Finish internationalising OAuthAuthorizePage: the ~15 remaining hardcoded
English chrome strings now go through oauth.authorize.* keys (English source
in en, en-fallback placeholders elsewhere). Markup and behaviour are unchanged.

* Add semantic theme color tokens to Tailwind

Map the CSS theme variables from src/index.css (:root light / .dark dark) to named Tailwind utilities — bg-surface, text-content, border-edge, bg-accent and their variants. This gives components a Tailwind-native target for the theme colors so we can replace inline `style={{ ... 'var(--...)' }}` with utility classes without changing the rendered values.

* Surface silent store failures to the user and validate API responses in dev

Reservation toggle, todo/packing toggle and budget reorder were swallowing API errors after rolling back, so the user saw the change silently snap back with no explanation. Route those failures through the existing toast channel (new store/notify.ts bridges to window.__addToast, the same channel SystemNoticeBanner uses); the reservation toggle re-throws so ReservationsPanel's own translated toast finally fires. Also wire the existing parseInDev/checkInDev response validation into the maps and notification-test endpoints to catch contract drift in dev.

* Migrate static theme inline styles to Tailwind utilities and extract page sub-components

Replace the static, color-only inline `style={{ ... 'var(--bg-primary)' ... }}` props with the new semantic Tailwind utilities (bg-surface, text-content, border-edge, ...) wherever the result is byte-identical; dynamic/conditional theme styles and hardcoded status colors are left inline. Extract the Atlas country-search autocomplete, the Admin update banner, and two Journey dialogs into their own presentational components to shrink the oversized page files, keeping behaviour and markup identical.

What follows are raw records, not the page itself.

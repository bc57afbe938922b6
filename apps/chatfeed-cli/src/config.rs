//! Environment-backed runtime configuration for `chatfeed-cli`.

use std::{env, path::PathBuf};

use backend_core::FeedRuntimeConfig;
use thiserror::Error;

const DEFAULT_BASE_URL: &str = "http://127.0.0.1:8000";
const DEFAULT_DATA_DIR: &str = "./.chatfeed-store";
const CREDENTIALS_FILENAME: &str = "credentials.json";
const DEFAULT_POLL_INTERVAL_MS: u64 = 3_000;
const DEFAULT_REQUEST_TIMEOUT_MS: u64 = 10_000;

/// Runtime configuration used by the terminal client.
#[derive(Debug, Clone, PartialEq, Eq)]
pub struct CliConfig {
    /// Root URL of the chat service.
    pub base_url: String,
    /// Directory holding the persisted credential file.
    pub data_dir: PathBuf,
    /// Poll cadence and request bound forwarded to the runtime.
    pub runtime: FeedRuntimeConfig,
    /// Optional username for automatic sign-in at startup.
    pub auto_login_user: Option<String>,
    /// Optional password for automatic sign-in at startup.
    pub auto_login_password: Option<String>,
}

impl CliConfig {
    /// Parse configuration from environment variables.
    pub fn from_env() -> Result<Self, ConfigError> {
        Self::from_lookup(|key| env::var(key).ok())
    }

    fn from_lookup<F>(mut lookup: F) -> Result<Self, ConfigError>
    where
        F: FnMut(&str) -> Option<String>,
    {
        let base_url = optional_trimmed_env("CHATFEED_BASE_URL", &mut lookup)
            .unwrap_or_else(|| DEFAULT_BASE_URL.to_owned());
        if !(base_url.starts_with("http://") || base_url.starts_with("https://")) {
            return Err(ConfigError::InvalidValue {
                key: "CHATFEED_BASE_URL",
                value: base_url,
                reason: "must start with http:// or https://".to_owned(),
            });
        }

        let data_dir = optional_trimmed_env("CHATFEED_DATA_DIR", &mut lookup)
            .map(PathBuf::from)
            .unwrap_or_else(|| PathBuf::from(DEFAULT_DATA_DIR));

        let poll_interval_ms = parse_positive_u64(
            "CHATFEED_POLL_INTERVAL_MS",
            DEFAULT_POLL_INTERVAL_MS,
            &mut lookup,
        )?;
        let request_timeout_ms = parse_positive_u64(
            "CHATFEED_REQUEST_TIMEOUT_MS",
            DEFAULT_REQUEST_TIMEOUT_MS,
            &mut lookup,
        )?;

        Ok(Self {
            base_url,
            data_dir,
            runtime: FeedRuntimeConfig::new(poll_interval_ms, request_timeout_ms),
            auto_login_user: optional_trimmed_env("CHATFEED_USER", &mut lookup),
            auto_login_password: lookup("CHATFEED_PASSWORD").filter(|value| !value.is_empty()),
        })
    }

    /// Location of the persisted credential file.
    pub fn credentials_path(&self) -> PathBuf {
        self.data_dir.join(CREDENTIALS_FILENAME)
    }

    /// Username/password pair for startup sign-in, when both are set.
    pub fn auto_login(&self) -> Option<(String, String)> {
        Some((
            self.auto_login_user.clone()?,
            self.auto_login_password.clone()?,
        ))
    }

    /// Secret-store account key, one per service URL.
    pub fn session_account(&self) -> String {
        self.base_url.trim_end_matches('/').to_owned()
    }
}

/// Errors produced while parsing runtime configuration.
#[derive(Debug, Clone, PartialEq, Eq, Error)]
pub enum ConfigError {
    /// An environment variable could not be parsed.
    #[error("invalid {key}='{value}': {reason}")]
    InvalidValue {
        key: &'static str,
        value: String,
        reason: String,
    },
}

fn optional_trimmed_env<F>(key: &'static str, lookup: &mut F) -> Option<String>
where
    F: FnMut(&str) -> Option<String>,
{
    lookup(key)
        .map(|value| value.trim().to_owned())
        .filter(|value| !value.is_empty())
}

fn parse_optional_u64<F>(key: &'static str, lookup: &mut F) -> Result<Option<u64>, ConfigError>
where
    F: FnMut(&str) -> Option<String>,
{
    let Some(value) = optional_trimmed_env(key, lookup) else {
        return Ok(None);
    };
    value
        .parse::<u64>()
        .map(Some)
        .map_err(|err| ConfigError::InvalidValue {
            key,
            value,
            reason: err.to_string(),
        })
}

fn parse_positive_u64<F>(key: &'static str, default: u64, lookup: &mut F) -> Result<u64, ConfigError>
where
    F: FnMut(&str) -> Option<String>,
{
    let value = parse_optional_u64(key, lookup)?.unwrap_or(default);
    if value == 0 {
        return Err(ConfigError::InvalidValue {
            key,
            value: "0".to_owned(),
            reason: "must be at least 1".to_owned(),
        });
    }
    Ok(value)
}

* Remove the unrouted photos page and its dead photo components

PhotosPage was never wired into the router and its usePhotos hook read a tripStore photos slice that was never implemented; the Photos gallery, lightbox and upload components were only reachable through it. Per-trip photos now live in the Journey gallery (Immich/Synology). Removed the dead page, hook and components — the live Journey PhotoLightbox is a separate component and stays.

* Resolve the remaining client type errors and the trip.title navbar bug

Drive the client typecheck to zero without any/ts-ignore: convert the tripId route param to a number once at the page boundary so it matches the numeric props and store actions it feeds, fix trip.name -> trip.title (the wire field is title, so the old read rendered blank in the files/offline views), and tighten the scattered handler-arity, DOM-cast and untyped-payload sites. No runtime behaviour change.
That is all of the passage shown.